Snell, a 46-year-old mother of three, was diagnosed with ALS two years ago. What started as slurred speech has progressed to the point where she is unable to speak, but that hasn’t limited her ability to communicate. Snell typed up a speech on her laptop and asked her long-time friend Libby Barrie to read it to the gathering on her behalf.
“Dr. Strong, make haste slowly… and work to find a cure for ALS,” she said. “We have already secured a barn for Heather’s Hootenanny for Hope 2009 and will do all we can to help you in your work.”
Over 2,000 people and more than 200 volunteers braved a torrential downpour last August to attend the 2008 fundraiser, which was held in Paris, Ont. The first Hootenanny was held last year in North Dumfries Township, Ont., and raised $30,000 for Strong’s research.
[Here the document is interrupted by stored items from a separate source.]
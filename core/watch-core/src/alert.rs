//! The locked-device alert sequence for a pending-order signal.
//!
//! Effects run in a fixed order (screen wake, vibration, sound, notification)
//! and each is guarded on its own: a failure is logged and the next effect
//! still runs. Sound and vibration share one auto-stop timer; the screen wake
//! and each order notification have their own release timers.

use chrono::{DateTime, Utc};
use serde::Serialize;
use std::sync::atomic::{AtomicU32, AtomicU64, Ordering};
use std::sync::{Arc, Mutex};
use std::time::Duration;
use tracing::{debug, info, warn};

use crate::config::{AlertConfig, EndpointConfig, RingerMode};
use crate::effects::{
    ActiveEffects, ActiveSound, Effects, Notification, SoundEnd, WakeKind,
    ORDER_CHANNEL_ID, ORDER_NOTIFICATION_BASE_ID,
};
use crate::poller::PendingOrderSignal;
use crate::scheduler::{Message, Scheduler, Task};

pub const ALERT_TITLE: &str = "NEW ORDER ALERT!";
pub const SILENCED_TEXT: &str = "Notification silenced";

/// Off/on timings in milliseconds; repeated to fill the effect bound.
pub const VIBRATION_PATTERN: [u64; 10] = [0, 800, 200, 800, 200, 1200, 300, 800, 200, 800];

#[derive(Debug, Clone, PartialEq, Eq)]
pub struct AlertPolicy {
    pub rate_limit: Duration,
    pub effect_bound: Duration,
    pub notification_timeout: Duration,
    pub orders_url: String,
}

impl AlertPolicy {
    pub fn from_config(endpoint: &EndpointConfig, alerts: &AlertConfig) -> Self {
        Self {
            rate_limit: alerts.rate_limit(),
            effect_bound: alerts.effect_bound(),
            notification_timeout: alerts.notification_timeout(),
            orders_url: endpoint.orders_url.clone(),
        }
    }
}

impl Default for AlertPolicy {
    fn default() -> Self {
        Self::from_config(&EndpointConfig::default(), &AlertConfig::default())
    }
}

/// Builds the vibration waveform: the base pattern repeated as many whole
/// times as fit in `bound`, and at least once.
pub fn vibration_waveform(bound: Duration) -> Vec<u64> {
    let cycle: u64 = VIBRATION_PATTERN.iter().sum();
    let bound_ms = u64::try_from(bound.as_millis()).unwrap_or(u64::MAX);
    let repeats = (bound_ms / cycle).max(1) as usize;
    VIBRATION_PATTERN.repeat(repeats)
}

#[derive(Debug, Clone, PartialEq, Eq)]
pub struct AlertReport {
    pub alert_id: u64,
    pub notification_id: u32,
    pub screen_wake: bool,
    pub vibration: bool,
    pub sound: bool,
    pub notification: bool,
}

#[derive(Debug, Clone, PartialEq, Eq)]
pub enum DispatchOutcome {
    /// Dropped by the rate limit; `since_last` is the gap to the previous alert.
    Suppressed { since_last: Duration },
    Alerted(AlertReport),
}

#[derive(Debug, Clone, Copy, Default, PartialEq, Eq, Serialize)]
pub struct SilenceReport {
    pub sound_stopped: bool,
    pub vibration_cancelled: bool,
    pub timer_cancelled: bool,
}

impl SilenceReport {
    pub fn changed_anything(&self) -> bool {
        self.sound_stopped || self.vibration_cancelled || self.timer_cancelled
    }
}

pub struct AlertDispatcher {
    policy: AlertPolicy,
    effects: Effects,
    active: Arc<ActiveEffects>,
    scheduler: Arc<Scheduler>,
    last_alert_at: Mutex<Option<DateTime<Utc>>>,
    next_alert_id: AtomicU64,
    notification_seq: AtomicU32,
}
//! IPC protocol types and validation for hero-watch-daemon.
//!
//! Shared by the daemon and `hero-watch-ctl` so the control surface cannot
//! drift. The daemon stays the authority on validation; clients reuse the
//! same types to build valid requests.

use serde::{Deserialize, Serialize};
use serde_json::Value;
use std::fmt;
use std::str::FromStr;

pub const PROTOCOL_VERSION: u32 = 1;
pub const MAX_REQUEST_BYTES: usize = 64 * 1024;
pub const SOCKET_NAME: &str = "watch.sock";
pub const MAX_DRIVER_ID_LEN: usize = 256;
pub const ERROR_TOO_MANY_CONNECTIONS: &str = "too_many_connections";

#[derive(Debug, Clone, Copy, PartialEq, Eq, Serialize, Deserialize)]
#[serde(rename_all = "snake_case", deny_unknown_fields)]
pub enum Method {
    GetHealth,
    /// Re-enter Started on a live instance, as a duplicate platform start does.
    Start,
    SetSessionIdentifier,
    Silence,
    VolumeKey,
    SetForeground,
    TaskRemoved,
}

#[derive(Debug, Serialize, Deserialize)]
#[serde(deny_unknown_fields)]
pub struct Request {
    pub protocol_version: u32,
    pub method: Method,
    #[serde(default)]
    pub id: Option<String>,
    #[serde(default)]
    pub params: Option<Value>,
}

#[derive(Debug, Serialize, Deserialize)]
pub struct Response {
    pub ok: bool,
    #[serde(skip_serializing_if = "Option::is_none")]
    pub id: Option<String>,
    #[serde(skip_serializing_if = "Option::is_none")]
    pub data: Option<Value>,
    #[serde(skip_serializing_if = "Option::is_none")]
    pub error: Option<ErrorInfo>,
}

#[derive(Debug, Serialize, Deserialize, Clone)]
pub struct ErrorInfo {
    pub code: String,
    pub message: String,
}

impl ErrorInfo {
    pub fn new(code: &str, message: impl Into<String>) -> Self {
        Self {
            code: code.to_string(),
            message: message.into(),
        }
    }
}

impl Response {
    pub fn ok(id: Option<String>, data: Value) -> Self {
        Self {
            ok: true,
            id,
            data: Some(data),
            error: None,
        }
    }

    pub fn error(id: Option<String>, code: &str, message: impl Into<String>) -> Self {
        Self {
            ok: false,
            id,
            data: None,
            error: Some(ErrorInfo::new(code, message)),
        }
    }

    pub fn error_with_info(id: Option<String>, error: ErrorInfo) -> Self {
        Self {
            ok: false,
            id,
            data: None,
            error: Some(error),
        }
    }
}

/// Why a relaunch of the resident process was requested.
///
/// Every reason is handled identically by the receiver; the value is kept
/// for logging and for keying platform alarms.
#[derive(Debug, Clone, Copy, PartialEq, Eq, Hash, Serialize, Deserialize)]
#[serde(rename_all = "snake_case")]
pub enum RestartReason {
    Boot,
    Reboot,
    PackageReplaced,
    RestartService,
    BackupRestart,
    ImmediateRestart,
    AggressiveRestart,
}

impl RestartReason {
    pub const ALL: [RestartReason; 7] = [
        RestartReason::Boot,
        RestartReason::Reboot,
        RestartReason::PackageReplaced,
        RestartReason::RestartService,
        RestartReason::BackupRestart,
        RestartReason::ImmediateRestart,
        RestartReason::AggressiveRestart,
    ];

    pub fn as_str(&self) -> &'static str {
        match self {
            RestartReason::Boot => "boot",
            RestartReason::Reboot => "reboot",
            RestartReason::PackageReplaced => "package_replaced",
            RestartReason::RestartService => "restart_service",
            RestartReason::BackupRestart => "backup_restart",
            RestartReason::ImmediateRestart => "immediate_restart",
            RestartReason::AggressiveRestart => "aggressive_restart",
        }
    }
}

impl fmt::Display for RestartReason {
    fn fmt(&self, f: &mut fmt::Formatter<'_>) -> fmt::Result {
        f.write_str(self.as_str())
    }
}

impl FromStr for RestartReason {
    type Err = String;

    fn from_str(value: &str) -> Result<Self, Self::Err> {
        let normalized = value.trim().to_ascii_lowercase().replace('-', "_");
        RestartReason::ALL
            .into_iter()
            .find(|reason| reason.as_str() == normalized)
            .ok_or_else(|| format!("unknown restart reason: {}", value))
    }
}

#[derive(Debug, Deserialize, Serialize)]
#[serde(deny_unknown_fields)]
pub struct SessionIdentifierParams {
    pub driver_id: String,
}

#[derive(Debug, Deserialize, Serialize)]
#[serde(deny_unknown_fields)]
pub struct ForegroundParams {
    pub foreground: bool,
}

pub fn parse_session_identifier(params: Value) -> Result<SessionIdentifierParams, ErrorInfo> {
    let parsed: SessionIdentifierParams = serde_json::from_value(params).map_err(|err| {
        ErrorInfo::new(
            "invalid_params",
            format!("session identifier payload is invalid: {}", err),
        )
    })?;

    let trimmed = parsed.driver_id.trim();
    if trimmed.is_empty() {
        return Err(ErrorInfo::new("missing_field", "driver_id is required"));
    }
    if trimmed.len() > MAX_DRIVER_ID_LEN {
        return Err(ErrorInfo::new(
            "invalid_driver_id",
            format!("driver_id must be {} characters or fewer", MAX_DRIVER_ID_LEN),
        ));
    }
    if trimmed.chars().any(char::is_control) {
        return Err(ErrorInfo::new(
            "invalid_driver_id",
            "driver_id must not contain control characters",
        ));
    }

    Ok(SessionIdentifierParams {
        driver_id: trimmed.to_string(),
    })
}

pub fn parse_foreground(params: Value) -> Result<ForegroundParams, ErrorInfo> {
    serde_json::from_value(params).map_err(|err| {
        ErrorInfo::new(
            "invalid_params",
            format!("foreground payload is invalid: {}", err),
        )
    })
}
“I am completely honoured to be part of the circle that has brought this fundraiser to life,” said Barrie, who met Snell in their small community of Ayr, Ont., through a shared interest in music.
“Heather is a woman of grace, wit, and resilience. When asked about her disease, Heather says ‘I can cry or I can laugh – I choose to laugh’… I am inspired more by her than any other friend.”
Currently there is no cure for ALS, which destroys the motor neurons that control voluntary muscle movement. However, according to Strong, in the last year alone there have been several advances in understanding the disease. The donation from Heather’s Hootenanny will go towards advancing that research.